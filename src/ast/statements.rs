use crate::{lexer::tokens::Modifier, LineInfo};

use super::{
    expressions::{Argument, Expr, Operator},
    types::TypeRef,
};

#[derive(Debug, Clone, PartialEq)]
pub struct Block {
    pub body: Vec<Stmt>,
    pub line: LineInfo,
}

/// `@Name` or `@Name(args)` written on the lines before a declaration.
#[derive(Debug, Clone, PartialEq)]
pub struct Annotation {
    pub name: String,
    pub arguments: Vec<Argument>,
    pub line: LineInfo,
}

/// Annotations and modifiers collected ahead of a declaration. They are
/// gathered first and handed to the declaration when it is built.
#[derive(Debug, Clone, Default, PartialEq)]
pub struct Decorations {
    pub annotations: Vec<Annotation>,
    pub modifiers: Vec<Modifier>,
}

impl Decorations {
    pub fn has(&self, modifier: Modifier) -> bool {
        self.modifiers.contains(&modifier)
    }
}

/// `Type name` or `Type name = value`.
#[derive(Debug, Clone, PartialEq)]
pub struct Declaration {
    pub decorations: Decorations,
    pub ty: TypeRef,
    pub name: String,
    pub value: Option<Expr>,
}

#[derive(Debug, Clone, PartialEq)]
pub struct Parameter {
    pub ty: TypeRef,
    pub name: String,
    pub default: Option<Expr>,
}

#[derive(Debug, Clone, PartialEq)]
pub enum FunctionName {
    Named(String),
    /// `operator +(...)`, by the operator's spelling.
    Operator(String),
}

/// A `def` or `operator` definition. `body` is `None` for a signature-only
/// declaration.
#[derive(Debug, Clone, PartialEq)]
pub struct FunctionDecl {
    pub decorations: Decorations,
    pub name: FunctionName,
    pub parameters: Vec<Parameter>,
    pub return_type: Option<TypeRef>,
    pub body: Option<Block>,
}

impl FunctionDecl {
    pub fn is_signature_only(&self) -> bool {
        self.body.is_none()
    }
}

#[derive(Debug, Clone, PartialEq)]
pub struct ClassDecl {
    pub decorations: Decorations,
    pub name: String,
    pub extends: Option<TypeRef>,
    pub implements: Vec<TypeRef>,
    pub body: Block,
}

/// One target of a (possibly multi-target) assignment.
#[derive(Debug, Clone, PartialEq)]
pub enum AssignTarget {
    Expr(Expr),
    Declared { ty: TypeRef, name: String },
}

#[derive(Debug, Clone, PartialEq)]
pub struct Stmt {
    pub kind: StmtKind,
    pub line: LineInfo,
}

impl Stmt {
    pub fn new(kind: StmtKind, line: LineInfo) -> Self {
        Stmt { kind, line }
    }
}

#[derive(Debug, Clone, PartialEq)]
pub enum StmtKind {
    Expression(Expr),
    /// `a = 1`, `a, b = 1, 2`, `Int a, b = f()`
    Assign {
        targets: Vec<AssignTarget>,
        values: Vec<Expr>,
    },
    /// `a += 1`; `operator` is the binary operator applied.
    AugAssign {
        target: Expr,
        operator: Operator,
        value: Expr,
    },
    IncDec {
        target: Expr,
        increment: bool,
    },
    Declaration(Declaration),
    Function(FunctionDecl),
    Class(ClassDecl),
    If {
        branches: Vec<(Expr, Block)>,
        otherwise: Option<Block>,
    },
    While {
        condition: Expr,
        body: Block,
    },
    For {
        variable: String,
        iterable: Expr,
        body: Block,
    },
    Return(Vec<Expr>),
    Break,
    Continue,
    Import {
        path: Vec<String>,
        alias: Option<String>,
    },
}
+--
# Activity
Make an exact copy of the listing shown above.

# Written response
filename src/ast/statements.rs
use crate::{lexer::tokens::Modifier, LineInfo};

use super::{
    expressions::{Argument, Expr, Operator},
    types::TypeRef,
};

#[derive(Debug, Clone, PartialEq)]
pub struct Block {
    pub body: Vec<Stmt>,
    pub line: LineInfo,
}

/// `@Name` or `@Name(args)` written on the lines before a declaration.
#[derive(Debug, Clone, PartialEq)]
pub struct Annotation {
    pub name: String,
    pub arguments: Vec<Argument>,
    pub line: LineInfo,
}

/// Annotations and modifiers collected ahead of a declaration. They are
/// gathered first and handed to the declaration when it is built.
#[derive(Debug, Clone, Default, PartialEq)]
pub struct Decorations {
    pub annotations: Vec<Annotation>,
    pub modifiers: Vec<Modifier>,
}

impl Decorations {
    pub fn has(&self, modifier: Modifier) -> bool {
        self.modifiers.contains(&modifier)
    }
}

/// `Type name` or `Type name = value`.
#[derive(Debug, Clone, PartialEq)]
pub struct Declaration {
    pub decorations: Decorations,
    pub ty: TypeRef,
    pub name: String,
    pub value: Option<Expr>,
}

#[derive(Debug, Clone, PartialEq)]
pub struct Parameter {
    pub ty: TypeRef,
    pub name: String,
    pub default: Option<Expr>,
}

#[derive(Debug, Clone, PartialEq)]
pub enum FunctionName {
    Named(String),
    /// `operator +(...)`, by the operator's spelling.
    Operator(String),
}

/// A `def` or `operator` definition. `body` is `None` for a signature-only
/// declaration.
#[derive(Debug, Clone, PartialEq)]
pub struct FunctionDecl {
    pub decorations: Decorations,
    pub name: FunctionName,
    pub parameters: Vec<Parameter>,
    pub return_type: Option<TypeRef>,
    pub body: Option<Block>,
}

impl FunctionDecl {
    pub fn is_signature_only(&self) -> bool {
        self.body.is_none()
    }
}

#[derive(Debug, Clone, PartialEq)]
pub struct ClassDecl {
    pub decorations: Decorations,
    pub name: String,
    pub extends: Option<TypeRef>,
    pub implements: Vec<TypeRef>,
    pub body: Block,
}

/// One target of a (possibly multi-target) assignment.
#[derive(Debug, Clone, PartialEq)]
pub enum AssignTarget {
    Expr(Expr),
    Declared { ty: TypeRef, name: String },
}

#[derive(Debug, Clone, PartialEq)]
pub struct Stmt {
    pub kind: StmtKind,
    pub line: LineInfo,
}

impl Stmt {
    pub fn new(kind: StmtKind, line: LineInfo) -> Self {
        Stmt { kind, line }
    }
}

#[derive(Debug, Clone, PartialEq)]
pub enum StmtKind {
    Expression(Expr),
    /// `a = 1`, `a, b = 1, 2`, `Int a, b = f()`
    Assign {
        targets: Vec<AssignTarget>,
        values: Vec<Expr>,
    },
    /// `a += 1`; `operator` is the binary operator applied.
    AugAssign {
        target: Expr,
        operator: Operator,
        value: Expr,
    },
    IncDec {
        target: Expr,
        increment: bool,
    },
    Declaration(Declaration),
    Function(FunctionDecl),
    Class(ClassDecl),
    If {
        branches: Vec<(Expr, Block)>,
        otherwise: Option<Block>,
    },
    While {
        condition: Expr,
        body: Block,
    },
    For {
        variable: String,
        iterable: Expr,
        body: Block,
    },
    Return(Vec<Expr>),
    Break,
    Continue,
    Import {
        path: Vec<String>,
        alias: Option<String>,
    },
}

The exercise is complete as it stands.